Oblates of St. Francis de Sales target of abuse suits

Perhaps it was an inevitability, simply a matter of time, before the Oblates of St. Francis de Sales in the Eastern U.S., got caught up in the ugliness of the sex abuse scandal.

An article in yesterday's The Morning Call of Allentown, Pa., details some of the charges involved in "nearly 30 lawsuits alleging that 10 priests had for years sexually abused students at Oblate-run high schools in Delaware and Pennsylvania."

During a recent discussion with a priest about the damage the sex abuse crisis had done to the church and the deep scars it had left on some members of the community, he stopped and said, "Still, you are who you are because of the church."

And he was, to a great degree correct. Much of who I am is because of my education at the hands of nuns and priests, including the Oblates of St. Francis de Sales at their only college, now called De Sales University (and back then known as Allentown College of St. Francis de Sales). I was a member of the second class to attend the college. I arrived in September of 1966, when there were a few buildings, lots of spindly trees, mud, cornerstones still lying on the ground waiting for a ceremony, and, it seemed then, miles of sidewalks leading to nowhere.

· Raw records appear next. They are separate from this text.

/*
 * SPDX-License-Identifier: MIT
 *
 * Permission is hereby granted, free of charge, to any person obtaining a
 * copy of this software and associated documentation files (the "Software"),
 * to deal in the Software without restriction, including without limitation
 * the rights to use, copy, modify, merge, publish, distribute, sublicense,
 * and/or sell copies of the Software, and to permit persons to whom the
 * Software is furnished to do so, subject to the following conditions:
 *
 * The above copyright notice and this permission notice shall be included in
 * all copies or substantial portions of the Software.
 *
 * THE SOFTWARE IS PROVIDED "AS IS", WITHOUT WARRANTY OF ANY KIND, EXPRESS OR
 * IMPLIED, INCLUDING BUT NOT LIMITED TO THE WARRANTIES OF MERCHANTABILITY,
 * FITNESS FOR A PARTICULAR PURPOSE AND NONINFRINGEMENT. IN NO EVENT SHALL
 * THE AUTHORS OR COPYRIGHT HOLDERS BE LIABLE FOR ANY CLAIM, DAMAGES OR OTHER
 * LIABILITY, WHETHER IN AN ACTION OF CONTRACT, TORT OR OTHERWISE, ARISING
 * FROM, OUT OF OR IN CONNECTION WITH THE SOFTWARE OR THE USE OR OTHER
 * DEALINGS IN THE SOFTWARE.
 */
use std::{collections::HashSet, fmt};

use serde::{Deserialize, Serialize};

use crate::{
    drift::{DriftReport, Reconcile, Reconciler},
    model::{
        default_job_timeout, DynamicParameter, ODataId, ResourceStatus, ServerConnection,
    },
    ApproximateQuantity, IrmcError,
};

#[allow(clippy::upper_case_acronyms)]
#[derive(Debug, Serialize, Deserialize, Clone, Copy, PartialEq, Eq)]
pub enum RaidType {
    RAID0,
    RAID1,
    RAID1E,
    RAID5,
    RAID6,
    RAID10,
    RAID50,
    RAID60,
}

impl RaidType {
    /// Smallest number of physical drives the controller accepts for this level.
    pub fn min_drives(self) -> usize {
        match self {
            RaidType::RAID0 => 1,
            RaidType::RAID1 => 2,
            RaidType::RAID1E | RaidType::RAID5 => 3,
            RaidType::RAID6 | RaidType::RAID10 => 4,
            RaidType::RAID50 => 6,
            RaidType::RAID60 => 8,
        }
    }
}

impl fmt::Display for RaidType {
    fn fmt(&self, f: &mut fmt::Formatter<'_>) -> fmt::Result {
        fmt::Debug::fmt(self, f)
    }
}

#[derive(Debug, Serialize, Deserialize, Clone, Copy, PartialEq, Eq)]
pub enum InitMode {
    None,
    Fast,
    Normal,
}

impl fmt::Display for InitMode {
    fn fmt(&self, f: &mut fmt::Formatter<'_>) -> fmt::Result {
        fmt::Debug::fmt(self, f)
    }
}

/// Fujitsu specific part of a Volume
#[derive(Debug, Default, Serialize, Deserialize, Clone)]
#[serde(rename_all = "PascalCase", default)]
pub struct FujitsuVolumeOem {
    pub drive_cache_mode: Option<String>,
    pub read_mode: Option<String>,
    pub write_mode: Option<String>,
    pub init_mode: Option<InitMode>,
}

#[derive(Debug, Default, Serialize, Deserialize, Clone)]
pub struct VolumeOem {
    #[serde(rename = "ts_fujitsu")]
    pub fujitsu: Option<FujitsuVolumeOem>,
}

#[derive(Debug, Default, Serialize, Deserialize, Clone)]
#[serde(rename_all = "PascalCase", default)]
pub struct VolumeLinks {
    pub drives: Vec<ODataId>,
}

/// https://redfish.dmtf.org/schemas/v1/Volume.v1_9_0.json
/// A volume as reported by the storage controller.
#[derive(Debug, Serialize, Deserialize, Clone)]
#[serde(rename_all = "PascalCase")]
pub struct Volume {
    #[serde(rename = "@odata.id")]
    pub odata_id: String,
    pub id: String,
    pub name: Option<String>,
    pub capacity_bytes: Option<ApproximateQuantity>,
    #[serde(rename = "RAIDType")]
    pub raid_type: Option<RaidType>,
    #[serde(rename = "OptimumIOSizeBytes")]
    pub optimum_io_size_bytes: Option<i64>,
    pub status: Option<ResourceStatus>,
    #[serde(default)]
    pub links: VolumeLinks,
    #[serde(default)]
    pub oem: VolumeOem,
}

impl Volume {
    fn fujitsu(&self) -> Option<&FujitsuVolumeOem> {
        self.oem.fujitsu.as_ref()
    }

    pub fn read_mode(&self) -> Option<&str> {
        self.fujitsu().and_then(|o| o.read_mode.as_deref())
    }

    pub fn write_mode(&self) -> Option<&str> {
        self.fujitsu().and_then(|o| o.write_mode.as_deref())
    }

    pub fn drive_cache_mode(&self) -> Option<&str> {
        self.fujitsu().and_then(|o| o.drive_cache_mode.as_deref())
    }
}

/// A volume an operator wants to exist on a storage controller.
#[serde_with::skip_serializing_none]
#[derive(Debug, Serialize, Deserialize, Clone)]
pub struct VolumeConfig {
    pub id: Option<String>,
    pub server: ServerConnection,
    pub storage_controller_serial_number: String,
    pub raid_type: RaidType,
    // Controllers round to stripe boundaries, see ApproximateQuantity
    pub capacity_bytes: Option<ApproximateQuantity>,
    pub volume_name: Option<String>,
    pub init_mode: Option<InitMode>,
    /// Slot references of the member drives, e.g. "0", "1"
    pub physical_drives: Vec<String>,
    pub optimum_io_size_bytes: Option<i64>,
    #[serde(default)]
    pub read_mode: DynamicParameter,
    #[serde(default)]
    pub write_mode: DynamicParameter,
    #[serde(default)]
    pub drive_cache_mode: DynamicParameter,
    #[serde(default = "default_job_timeout")]
    pub job_timeout: u64,
}

impl VolumeConfig {
    pub fn validate(&self) -> Result<(), IrmcError> {
        self.server.validate()?;
        if self.storage_controller_serial_number.trim().is_empty() {
            return Err(IrmcError::invalid_value(
                "storage_controller_serial_number",
                "must not be empty",
            ));
        }
        let unique: HashSet<&String> = self.physical_drives.iter().collect();
        if unique.len() != self.physical_drives.len() {
            return Err(IrmcError::invalid_value(
                "physical_drives",
                "drives must not be listed twice",
            ));
        }
        if self.physical_drives.len() < self.raid_type.min_drives() {
            return Err(IrmcError::invalid_value(
                "physical_drives",
                format!(
                    "{} needs at least {} drives, got {}",
                    self.raid_type,
                    self.raid_type.min_drives(),
                    self.physical_drives.len()
                ),
            ));
        }
        if self.job_timeout == 0 {
            return Err(IrmcError::invalid_value("job_timeout", "must be positive"));
        }
        Ok(())
    }
}

impl Reconcile for VolumeConfig {
    type Observed = Volume;

    fn reconcile(
        &self,
        observed: &Volume,
        reconciler: &Reconciler,
    ) -> Result<DriftReport, IrmcError> {
        self.validate()?;
        let mut report = DriftReport::new(&format!("volume {}", observed.id));
        reconciler.compare_exact(
            &mut report,
            "volume_name",
            self.volume_name.as_deref(),
            observed.name.as_deref(),
        );
        reconciler.compare_exact(
            &mut report,
            "raid_type",
            Some(&self.raid_type),
            observed.raid_type.as_ref(),
        );
        reconciler.compare_quantity(
            &mut report,
            "capacity_bytes",
            self.capacity_bytes,
            observed.capacity_bytes,
        );
        reconciler.compare_exact(
            &mut report,
            "optimum_io_size_bytes",
            self.optimum_io_size_bytes.as_ref(),
            observed.optimum_io_size_bytes.as_ref(),
        );
        reconciler.compare_dynamic(
            &mut report,
            "read_mode",
            &self.read_mode.with_actual(observed.read_mode()),
        );
        reconciler.compare_dynamic(
            &mut report,
            "write_mode",
            &self.write_mode.with_actual(observed.write_mode()),
        );
        reconciler.compare_dynamic(
            &mut report,
            "drive_cache_mode",
            &self.drive_cache_mode.with_actual(observed.drive_cache_mode()),
        );
        Ok(report)
    }
}

#[cfg(test)]
mod test {
    use super::*;
    use crate::model::server::test_server;

    fn config() -> VolumeConfig {
        VolumeConfig {
            id: None,
            server: test_server(),
            storage_controller_serial_number: "SKC4909720".to_string(),
            raid_type: RaidType::RAID1,
            capacity_bytes: Some(ApproximateQuantity::from_raw(1_000_000_000_000)),
            volume_name: Some("data".to_string()),
            init_mode: Some(InitMode::Fast),
            physical_drives: vec!["0".to_string(), "1".to_string()],
            optimum_io_size_bytes: None,
            read_mode: DynamicParameter::requested("ReadAhead"),
            write_mode: DynamicParameter::requested("WriteBack"),
            drive_cache_mode: DynamicParameter::default(),
            job_timeout: 600,
        }
    }

    #[test]
    fn test_volume_parser() {
        let test_data = include_str!("testdata/volume.json");
        let result: Volume = serde_json::from_str(test_data).unwrap();
        assert_eq!(result.raid_type, Some(RaidType::RAID1));
        assert_eq!(
            result.capacity_bytes,
            Some(ApproximateQuantity::from_raw(1_000_000_000_400))
        );
        assert_eq!(result.write_mode(), Some("WriteThrough"));
        assert_eq!(result.links.drives[1].last_segment(), "1");
    }

    #[test]
    fn test_volume_config_parser() {
        let test_data = include_str!("testdata/volume-config.json");
        let result: VolumeConfig = serde_json::from_str(test_data).unwrap();
        assert_eq!(result.job_timeout, 600);
        assert_eq!(result.write_mode, DynamicParameter::requested("WriteBack"));
        assert!(result.drive_cache_mode.requested.is_none());
        result.validate().unwrap();
    }

    #[test]
    fn test_reconcile_reports_write_mode_fallback() {
        let observed: Volume = serde_json::from_str(include_str!("testdata/volume.json")).unwrap();
        let report = config().reconcile(&observed, &Reconciler::default()).unwrap();
        assert_eq!(report.drifted_fields(), vec!["write_mode"]);
    }

    #[test]
    fn test_reconcile_capacity_beyond_tolerance() {
        let mut observed: Volume =
            serde_json::from_str(include_str!("testdata/volume.json")).unwrap();
        observed.capacity_bytes = Some(ApproximateQuantity::from_raw(1_000_600_000_000));
        let mut desired = config();
        desired.write_mode = DynamicParameter::default();
        let report = desired.reconcile(&observed, &Reconciler::default()).unwrap();
        assert_eq!(report.drifted_fields(), vec!["capacity_bytes"]);
        let detail = report.drifts[0].detail.as_deref().unwrap();
        assert!(detail.contains("600000000"));
        assert!(detail.contains("500000000"));
    }

    #[test]
    fn test_validate_drive_count() {
        let mut c = config();
        c.raid_type = RaidType::RAID5;
        assert!(matches!(
            c.validate(),
            Err(IrmcError::InvalidValue { ref field, .. }) if field == "physical_drives"
        ));
        c.physical_drives = vec!["0".to_string(), "0".to_string(), "1".to_string()];
        assert!(c.validate().is_err());
        c.physical_drives.push("2".to_string());
        c.physical_drives.remove(0);
        assert!(c.validate().is_ok());
    }

    #[test]
    fn test_negative_capacity_is_accepted() {
        let mut c = config();
        c.capacity_bytes = Some(ApproximateQuantity::from_raw(-1));
        assert!(c.validate().is_ok());
    }
}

The men who started the place in what must have been an exercise of idealism and a leap of hope in the future, were, in most instances, men of great breadth and substance and they fleshed out a potent vision of Christian humanism and intellectual inquiry. But even in those early years the projects of these men (and they were incredibly patient with the comings and goings of this less-than-stellar scholar whose attention was yanked hither and yon at the slightest provocation) was badly timed. The seminary on the hill across the street from the college, which plays a role in the story of abuse and errant clergy behavior detailed in the news story, was buffeted almost before it was completed by the winds of change blowing through the church and the wider culture.

Before too many years had lapsed, many of the men who taught me had left the order, as had many of the seminarians. The end of the Vietnam era and the clergy and seminarian exodus that occurred through the 1970s and early 1980s pretty much doomed the place as a seminary. It never really got going as it was intended.

The college, I am led to believe, flourishes today, a place rich in a diversity of programs -- from business to science to the arts.
In all the reams of coverage I've produced and edited over the years regarding the sex abuse crisis, this is different.

I share a bit more in the shock of this, not because I knew any of those abused or accused -- and I hope all have a day in court to establish the truth -- but because I understand perhaps in a more visceral way in this case the disturbing nature of the news, the realization that among this community of men some may have harmed the innocent. I understand more deeply in this case than in others how such behavior offends the order's charism and aspirations as I have known them.